By Christina Calloway
PNT senior writer
Expressions of relief showed on the faces of local leaders Tuesday as they moved one step closer to completing an agreement that would hopefully create harmony amongst landowners, local governments and Cannon Air Force Base in regard to land use issues.
The Local Growth Management Committee agreed to review a near final draft of the Letter of Intent created by one of its subcommittees in hopes of gaining consensus before the end of July.
“(Tuesday) was truly a step forward,” said Portales Mayor Sharon King, who chairs the committee.
It’s a large stride from last month’s meeting when the group voted to form a new volunteer group to complete an acceptable non-binding document that would presented to the LGMC for action.
Nearly all of the parties involved said Tuesday that there isn’t a need for a new group to complete the task but rather to fine-tune what is already in writing.
King reminded those present about the purpose of the document.
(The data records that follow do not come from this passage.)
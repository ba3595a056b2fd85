//! The task that owns a [`LiveVoiceSession`].
//!
//! Commands from the HTTP layer, inputs posted by device threads and the
//! remote reader, pending microphone/handshake work and the visualizer tick
//! are all multiplexed onto one task, so the session only ever sees one
//! thing at a time.

use std::time::Duration;

use futures_util::stream::{FuturesUnordered, StreamExt};
use tokio::sync::{broadcast, mpsc, oneshot, watch};
use tokio::task::JoinHandle;
use tokio::time::MissedTickBehavior;
use tracing::{debug, info};

use super::events::SessionEvent;
use super::orchestrator::{LiveVoiceSession, PendingWork};
use super::state::SessionState;
use super::{ConnectorFactory, SessionError, SessionSettings, SessionSnapshot};
use crate::audio::AudioContexts;

/// Capacity of the event broadcast; slow observers lose the oldest events.
const EVENT_CAPACITY: usize = 256;

type ActivationReply = oneshot::Sender<Result<SessionState, SessionError>>;

#[derive(Debug)]
enum SessionCommand {
    Activate(ActivationReply),
    Stop,
    SetPrompt(Option<String>),
    Reset(oneshot::Sender<bool>),
    Shutdown,
}

/// Cloneable handle to a running session driver.
#[derive(Clone)]
pub struct SessionHandle {
    commands: mpsc::UnboundedSender<SessionCommand>,
    events: broadcast::Sender<SessionEvent>,
    snapshot: watch::Receiver<SessionSnapshot>,
}

impl SessionHandle {
    /// Start a session and wait until it is streaming, or failed.
    pub async fn activate(&self) -> Result<SessionState, SessionError> {
        let (reply, outcome) = oneshot::channel();
        self.send(SessionCommand::Activate(reply))?;
        outcome.await.map_err(|_| SessionError::DriverUnavailable)?
    }

    pub fn stop(&self) -> Result<(), SessionError> {
        self.send(SessionCommand::Stop)
    }

    pub fn set_initial_prompt(&self, prompt: Option<String>) -> Result<(), SessionError> {
        self.send(SessionCommand::SetPrompt(prompt))
    }

    /// Stop and rebuild the remote connector. Resolves to whether a connector
    /// is available afterwards.
    pub async fn reset(&self) -> Result<bool, SessionError> {
        let (reply, outcome) = oneshot::channel();
        self.send(SessionCommand::Reset(reply))?;
        outcome.await.map_err(|_| SessionError::DriverUnavailable)
    }

    /// Stop the session, dispose its audio contexts, and end the driver task.
    pub fn shutdown(&self) {
        let _ = self.commands.send(SessionCommand::Shutdown);
    }

    pub fn subscribe(&self) -> broadcast::Receiver<SessionEvent> {
        self.events.subscribe()
    }

    pub fn snapshot(&self) -> SessionSnapshot {
        self.snapshot.borrow().clone()
    }

    pub fn watch(&self) -> watch::Receiver<SessionSnapshot> {
        self.snapshot.clone()
    }

    pub fn is_running(&self) -> bool {
        !self.commands.is_closed()
    }

    fn send(&self, command: SessionCommand) -> Result<(), SessionError> {
        self.commands
            .send(command)
            .map_err(|_| SessionError::DriverUnavailable)
    }
}

pub struct SessionDriver;

impl SessionDriver {
    /// Build the session and spawn its driver task on the current runtime.
    pub fn spawn(
        settings: SessionSettings,
        contexts: AudioContexts,
        connector_factory: ConnectorFactory,
        analyzer_interval: Duration,
    ) -> (SessionHandle, JoinHandle<()>) {
        let (commands_tx, commands) = mpsc::unbounded_channel();
        let (inbox_tx, inbox) = mpsc::unbounded_channel();
        let (events, _) = broadcast::channel(EVENT_CAPACITY);

        let session = LiveVoiceSession::new(settings, contexts, connector_factory, inbox_tx, events.clone());
        let (snapshot_tx, snapshot) = watch::channel(session.snapshot());

        let handle = SessionHandle {
            commands: commands_tx,
            events: events.clone(),
            snapshot,
        };
        let task = tokio::spawn(run(session, commands, inbox, events, snapshot_tx, analyzer_interval));
        (handle, task)
    }
}

async fn run(
    mut session: LiveVoiceSession,
    mut commands: mpsc::UnboundedReceiver<SessionCommand>,
    mut inbox: mpsc::UnboundedReceiver<super::SessionInput>,
    events: broadcast::Sender<SessionEvent>,
    snapshot: watch::Sender<SessionSnapshot>,
    analyzer_interval: Duration,
) {
    info!("Session driver started");
    let mut pending: FuturesUnordered<PendingWork> = FuturesUnordered::new();
    let mut waiting: Option<(u64, ActivationReply)> = None;
    let mut tick = tokio::time::interval(analyzer_interval.max(Duration::from_millis(1)));
    tick.set_missed_tick_behavior(MissedTickBehavior::Skip);

    loop {
        tokio::select! {
            command = commands.recv() => match command {
                None | Some(SessionCommand::Shutdown) => break,
                Some(SessionCommand::Activate(reply)) => match session.activate() {
                    Ok(work) => {
                        if let Some((_, superseded)) = waiting.take() {
                            let _ = superseded.send(Err(SessionError::Cancelled));
                        }
                        waiting = Some((session.generation(), reply));
                        pending.push(work);
                    }
                    Err(e) => {
                        let _ = reply.send(Err(e));
                    }
                },
                Some(SessionCommand::Stop) => session.stop(),
                Some(SessionCommand::SetPrompt(prompt)) => session.set_initial_system_prompt(prompt),
                Some(SessionCommand::Reset(reply)) => {
                    let _ = reply.send(session.reset_connection());
                }
            },
            Some(input) = inbox.recv() => {
                if let Some(work) = session.handle(input) {
                    pending.push(work);
                }
            }
            Some(input) = pending.next(), if !pending.is_empty() => {
                if let Some(work) = session.handle(input) {
                    pending.push(work);
                }
            }
            _ = tick.tick() => {
                let frame = session.update_analyzers();
                if session.state().is_busy() || !frame.is_silent() {
                    let _ = events.send(SessionEvent::Analyzers(frame));
                }
            }
        }

        if let Some((generation, _)) = &waiting {
            if let Some(outcome) = session.activation_outcome(*generation) {
                debug!(ok = outcome.is_ok(), "Activation settled");
                if let Some((_, reply)) = waiting.take() {
                    let _ = reply.send(outcome);
                }
            }
        }
        snapshot.send_replace(session.snapshot());
    }

    session.dispose();
    if let Some((_, reply)) = waiting.take() {
        let _ = reply.send(Err(SessionError::Cancelled));
    }
    snapshot.send_replace(session.snapshot());
    info!("Session driver stopped");
}
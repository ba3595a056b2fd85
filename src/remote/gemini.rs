//! Gemini Live API client over WebSocket.
//!
//! `connect` performs the WebSocket handshake and sends the `setup` message.
//! After that two tasks own the socket halves: a writer draining an outbound
//! queue, and a reader turning server frames into [`RemoteEvent`]s. The
//! service acknowledges `setup` with `setupComplete`, which is reported as
//! [`RemoteEvent::Open`].

use futures_util::future::BoxFuture;
use futures_util::{SinkExt, StreamExt};
use tokio::sync::mpsc;
use tokio_tungstenite::connect_async;
use tokio_tungstenite::tungstenite::protocol::Message;
use tracing::{debug, error, info, warn};
use url::Url;

use super::protocol::{parse_server_message, RealtimeInputMessage, SetupMessage};
use super::{ConnectParams, RealtimeInput, RemoteConnector, RemoteError, RemoteEvent, RemoteEventSink, RemoteSession};

/// Public Live API endpoint (the key is appended as a query parameter).
pub const DEFAULT_ENDPOINT: &str =
    "wss://generativelanguage.googleapis.com/ws/google.ai.generativelanguage.v1beta.GenerativeService.BidiGenerateContent";

enum Outbound {
    Frame(Message),
    Close,
}

/// Connects to the Gemini Live API with an API key.
#[derive(Debug, Clone)]
pub struct GeminiLiveConnector {
    api_key: String,
    endpoint: String,
}

impl GeminiLiveConnector {
    /// Fails with [`RemoteError::MissingApiKey`] when the key is blank.
    pub fn new(api_key: impl Into<String>) -> Result<Self, RemoteError> {
        Self::with_endpoint(api_key, DEFAULT_ENDPOINT)
    }

    pub fn with_endpoint(api_key: impl Into<String>, endpoint: impl Into<String>) -> Result<Self, RemoteError> {
        let api_key = api_key.into();
        if api_key.trim().is_empty() {
            return Err(RemoteError::MissingApiKey);
        }
        let _ = rustls::crypto::ring::default_provider().install_default();
        Ok(Self {
            api_key,
            endpoint: endpoint.into(),
        })
    }

    /// Endpoint with the key appended. ws/wss URLs without a path get `/`.
    fn url(&self) -> Result<Url, RemoteError> {
        let mut url = Url::parse(&self.endpoint)
            .map_err(|e| RemoteError::Connect(format!("invalid endpoint '{}': {}", self.endpoint, e)))?;
        url.query_pairs_mut().append_pair("key", &self.api_key);
        Ok(url)
    }
}

impl RemoteConnector for GeminiLiveConnector {
    fn connect(&self, params: ConnectParams, events: RemoteEventSink) -> BoxFuture<'static, Result<Box<dyn RemoteSession>, RemoteError>> {
        let url = self.url();
        let endpoint = self.endpoint.clone();

        Box::pin(async move {
            let url = url?;
            info!(endpoint = %endpoint, model = %params.model, voice = %params.voice_name, "Connecting to Live API");

            let (stream, _) = connect_async(url.as_str())
                .await
                .map_err(|e| RemoteError::Connect(e.to_string()))?;
            let (mut write, mut read) = stream.split();

            let setup = serde_json::to_string(&SetupMessage::from_params(&params))
                .map_err(|e| RemoteError::Protocol(e.to_string()))?;
            write
                .send(Message::Text(setup.into()))
                .await
                .map_err(|e| RemoteError::Connect(e.to_string()))?;

            let (tx, mut rx) = mpsc::unbounded_channel::<Outbound>();

            tokio::spawn(async move {
                while let Some(outbound) = rx.recv().await {
                    match outbound {
                        Outbound::Frame(frame) => {
                            if let Err(e) = write.send(frame).await {
                                warn!("Live API write failed: {}", e);
                                break;
                            }
                        }
                        Outbound::Close => {
                            let _ = write.send(Message::Close(None)).await;
                            break;
                        }
                    }
                }
                let _ = write.close().await;
                debug!("Live API writer finished");
            });

            tokio::spawn(async move {
                let mut opened = false;
                while let Some(frame) = read.next().await {
                    let payload = match frame {
                        Ok(Message::Text(text)) => text.as_bytes().to_vec(),
                        Ok(Message::Binary(data)) => data.to_vec(),
                        Ok(Message::Close(close)) => {
                            let reason = close.map(|c| c.reason.to_string()).filter(|r| !r.is_empty());
                            info!(reason = ?reason, "Live API closed the connection");
                            events(RemoteEvent::Close(reason));
                            return;
                        }
                        Ok(_) => continue,
                        Err(e) => {
                            error!("Live API connection error: {}", e);
                            events(RemoteEvent::Error(e.to_string()));
                            return;
                        }
                    };

                    match parse_server_message(&payload) {
                        Ok(message) => {
                            if message.is_setup_complete() && !opened {
                                opened = true;
                                events(RemoteEvent::Open);
                            }
                            let message = message.without_setup();
                            if !message.events.is_empty() || message.has_model_turn {
                                events(RemoteEvent::Message(message));
                            }
                        }
                        Err(e) => warn!("Ignoring unparseable Live API frame: {}", e),
                    }
                }
                events(RemoteEvent::Close(None));
            });

            let session: Box<dyn RemoteSession> = Box::new(GeminiLiveSession { outbound: Some(tx) });
            Ok(session)
        })
    }

    fn name(&self) -> &'static str {
        "gemini-live"
    }
}

/// Client half of an open Live API connection.
struct GeminiLiveSession {
    outbound: Option<mpsc::UnboundedSender<Outbound>>,
}

impl RemoteSession for GeminiLiveSession {
    fn send_realtime_input(&mut self, input: RealtimeInput) -> Result<(), RemoteError> {
        let outbound = self.outbound.as_ref().ok_or(RemoteError::Closed)?;
        let json = serde_json::to_string(&RealtimeInputMessage::from(input))
            .map_err(|e| RemoteError::Send(e.to_string()))?;
        outbound
            .send(Outbound::Frame(Message::Text(json.into())))
            .map_err(|_| RemoteError::Send("connection writer has stopped".to_string()))
    }

    fn close(&mut self) {
        if let Some(outbound) = self.outbound.take() {
            let _ = outbound.send(Outbound::Close);
            debug!("Live API session close requested");
        }
    }
}

impl Drop for GeminiLiveSession {
    fn drop(&mut self) {
        self.close();
    }
}

#[cfg(test)]
mod tests {
    use super::*;
    use std::sync::{Arc, Mutex};
    use std::time::Duration;
    use tokio::net::TcpListener;
    use tokio_tungstenite::accept_async;

    #[test]
    fn test_blank_api_key_is_rejected() {
        assert!(matches!(GeminiLiveConnector::new("  "), Err(RemoteError::MissingApiKey)));
    }

    #[test]
    fn test_url_carries_key() {
        let connector = GeminiLiveConnector::with_endpoint("k", "ws://localhost:1/live").unwrap();
        assert_eq!(connector.url().unwrap().as_str(), "ws://localhost:1/live?key=k");
        let connector = GeminiLiveConnector::with_endpoint("k", "ws://localhost:1/live?alt=1").unwrap();
        assert_eq!(connector.url().unwrap().as_str(), "ws://localhost:1/live?alt=1&key=k");
    }

    #[test]
    fn test_url_without_path_gets_root() {
        let connector = GeminiLiveConnector::with_endpoint("k", "ws://127.0.0.1:9000").unwrap();
        assert_eq!(connector.url().unwrap().as_str(), "ws://127.0.0.1:9000/?key=k");

        let connector = GeminiLiveConnector::with_endpoint("k", "not a url").unwrap();
        assert!(matches!(connector.url(), Err(RemoteError::Connect(_))));
    }

    #[tokio::test]
    async fn test_session_against_local_server() {
        let listener = TcpListener::bind("127.0.0.1:0").await.unwrap();
        let addr = listener.local_addr().unwrap();

        let server = tokio::spawn(async move {
            let (socket, _) = listener.accept().await.unwrap();
            let mut ws = accept_async(socket).await.unwrap();

            let setup = ws.next().await.unwrap().unwrap();
            let setup: serde_json::Value = serde_json::from_str(setup.to_text().unwrap()).unwrap();
            assert_eq!(setup["setup"]["generationConfig"]["responseModalities"][0], "AUDIO");

            ws.send(Message::Binary(br#"{"setupComplete":{}}"#.to_vec().into())).await.unwrap();

            let input = ws.next().await.unwrap().unwrap();
            let input: serde_json::Value = serde_json::from_str(input.to_text().unwrap()).unwrap();
            assert_eq!(input["realtimeInput"]["text"], "hello");

            ws.send(Message::Text(r#"{"serverContent":{"interrupted":true}}"#.to_string().into()))
                .await
                .unwrap();
            ws.close(None).await.unwrap();
        });

        let seen = Arc::new(Mutex::new(Vec::new()));
        let sink_seen = Arc::clone(&seen);
        let events: RemoteEventSink = Arc::new(move |event| sink_seen.lock().unwrap().push(event));

        let connector = GeminiLiveConnector::with_endpoint("test-key", format!("ws://{}", addr)).unwrap();
        let mut session = connector.connect(ConnectParams::default(), events).await.unwrap();
        session.send_realtime_input(RealtimeInput::Text("hello".to_string())).unwrap();

        tokio::time::timeout(Duration::from_secs(5), server).await.unwrap().unwrap();
        tokio::time::sleep(Duration::from_millis(100)).await;

        let seen = seen.lock().unwrap();
        assert_eq!(seen[0], RemoteEvent::Open);
        assert!(matches!(&seen[1], RemoteEvent::Message(m) if m.description() == "interruption"));
        assert!(matches!(seen[2], RemoteEvent::Close(_)));

        drop(seen);
        session.close();
        session.close();
    }

    #[tokio::test]
    async fn test_connect_failure_is_reported() {
        let listener = TcpListener::bind("127.0.0.1:0").await.unwrap();
        let addr = listener.local_addr().unwrap();
        drop(listener);

        let connector = GeminiLiveConnector::with_endpoint("test-key", format!("ws://{}", addr)).unwrap();
        let events: RemoteEventSink = Arc::new(|_| {});
        let result = connector.connect(ConnectParams::default(), events).await;
        assert!(matches!(result, Err(RemoteError::Connect(_))));
    }
}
“It’s to open up communication between landowners and Cannon Air Force Base on the use of private property,” King said.
The majority of landowners involved are concerned about the effects of military operations on possible wind energy projects in Roosevelt and Curry counties.
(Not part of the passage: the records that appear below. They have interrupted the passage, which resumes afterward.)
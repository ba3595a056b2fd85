//! # Remote Streaming
//!
//! The seam between the session and the hosted speech-to-speech service.
//!
//! A [`RemoteConnector`] opens a [`RemoteSession`]. From then on the service
//! talks back through a [`RemoteEventSink`] (open, message, error, close) and
//! the session talks to the service through
//! [`RemoteSession::send_realtime_input`] and [`RemoteSession::close`].
//!
//! - `protocol`: wire JSON for the Gemini Live API
//! - `gemini`: WebSocket client for the Gemini Live API
//! - `retry`: optional connect timeout and bounded retry with jitter

use std::fmt;
use std::sync::Arc;
use std::time::Duration;

use futures_util::future::BoxFuture;
use serde::{Deserialize, Serialize};

use crate::audio::TransportBlob;

pub mod gemini;
pub mod protocol;
pub mod retry;

pub use gemini::GeminiLiveConnector;
pub use protocol::{ServerEvent, ServerMessage};
pub use retry::{connect_with_policy, ConnectPolicy};

/// Default Live API model.
pub const DEFAULT_MODEL: &str = "gemini-2.5-flash-preview-native-audio-dialog";

/// Default prebuilt voice.
pub const DEFAULT_VOICE: &str = "Orus";

/// What the service should answer with.
#[derive(Debug, Clone, Copy, PartialEq, Eq, Serialize, Deserialize)]
#[serde(rename_all = "SCREAMING_SNAKE_CASE")]
pub enum Modality {
    Audio,
    Text,
}

/// Handshake parameters.
#[derive(Debug, Clone, PartialEq, Serialize)]
pub struct ConnectParams {
    pub model: String,
    pub voice_name: String,
    pub response_modalities: Vec<Modality>,
}

impl Default for ConnectParams {
    fn default() -> Self {
        Self {
            model: DEFAULT_MODEL.to_string(),
            voice_name: DEFAULT_VOICE.to_string(),
            response_modalities: vec![Modality::Audio],
        }
    }
}

/// One realtime input sent to the service.
#[derive(Debug, Clone, PartialEq)]
pub enum RealtimeInput {
    Media(TransportBlob),
    Text(String),
}

/// Callbacks from the service.
#[derive(Debug, Clone, PartialEq)]
pub enum RemoteEvent {
    Open,
    Message(ServerMessage),
    Error(String),
    /// Connection closed, with the peer's reason when it gave one
    Close(Option<String>),
}

/// Receives service callbacks. Invoked from the connection's reader task.
pub type RemoteEventSink = Arc<dyn Fn(RemoteEvent) + Send + Sync>;

/// A live connection to the service.
pub trait RemoteSession: Send {
    /// Queue one realtime input. Fails when the connection is gone.
    fn send_realtime_input(&mut self, input: RealtimeInput) -> Result<(), RemoteError>;

    /// Close the connection. Idempotent.
    fn close(&mut self);
}

/// Opens remote sessions.
pub trait RemoteConnector: Send + Sync {
    fn connect(&self, params: ConnectParams, events: RemoteEventSink) -> BoxFuture<'static, Result<Box<dyn RemoteSession>, RemoteError>>;

    fn name(&self) -> &'static str;
}

/// Errors from connecting to or talking with the service.
#[derive(Debug, Clone, PartialEq)]
pub enum RemoteError {
    /// No API key configured
    MissingApiKey,

    /// The handshake failed
    Connect(String),

    /// The handshake did not finish in time
    Timeout(Duration),

    /// An outbound message could not be queued
    Send(String),

    /// The connection is already closed
    Closed,

    /// The service sent something we could not understand
    Protocol(String),
}

impl fmt::Display for RemoteError {
    fn fmt(&self, f: &mut fmt::Formatter<'_>) -> fmt::Result {
        match self {
            RemoteError::MissingApiKey => write!(f, "API key is not configured"),
            RemoteError::Connect(msg) => write!(f, "Failed to connect: {}", msg),
            RemoteError::Timeout(after) => write!(f, "Connect timed out after {:?}", after),
            RemoteError::Send(msg) => write!(f, "Failed to send: {}", msg),
            RemoteError::Closed => write!(f, "Remote session is closed"),
            RemoteError::Protocol(msg) => write!(f, "Protocol error: {}", msg),
        }
    }
}

impl std::error::Error for RemoteError {}

#[cfg(test)]
mod tests {
    use super::*;

    #[test]
    fn test_default_connect_params() {
        let params = ConnectParams::default();
        assert_eq!(params.model, "gemini-2.5-flash-preview-native-audio-dialog");
        assert_eq!(params.voice_name, "Orus");
        assert_eq!(params.response_modalities, vec![Modality::Audio]);
        assert_eq!(serde_json::to_string(&Modality::Audio).unwrap(), "\"AUDIO\"");
    }
}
One of the minor issues mentioned with the current document was language that suggested Cannon’s affairs pose an obstacle to wind energy projects.
Real Estate Broker Charles Bennett of Portales, who helped create the document, admits he used poor language in a previous draft but felt the word “obstacle” adequately described Cannon’s presence in the development of wind farms.
Amanda Fagan with the Office of Economic Adjustment, the federal office that supplied the $105,000 grant for the study to be conducted, said the word obstacle is objective but had no other objections to the draft.
Ray Sullivan, publisher of the Portales News-Tribune and representative of the Committee of 50, suggested the word obstacle be changed to “challenge.”
But beyond the language issues, the document will be reviewed by landowners and Cannon alike within the next week and the committee hopes they’ll be able to then send it to the governing bodies of Curry and Roosevelt counties soon.
“I don’t like the thought of spending taxpayer money and not getting this done,” said Gayla Brumfield, one of the authors of the document. “We felt like we’re close enough. We took into account landowners and Cannon Air Force Base. We recognized how important wind energy is to this side of the state and how important the military is.”
If all parties involved approve the final draft, it will then be brought to a vote before the LGMC and passed on to the four governing bodies of Roosevelt and Curry counties.
With acceptance from those government entities, it would then prompt Cannon officials to sit down with landowners and talk early about potential projects, King said.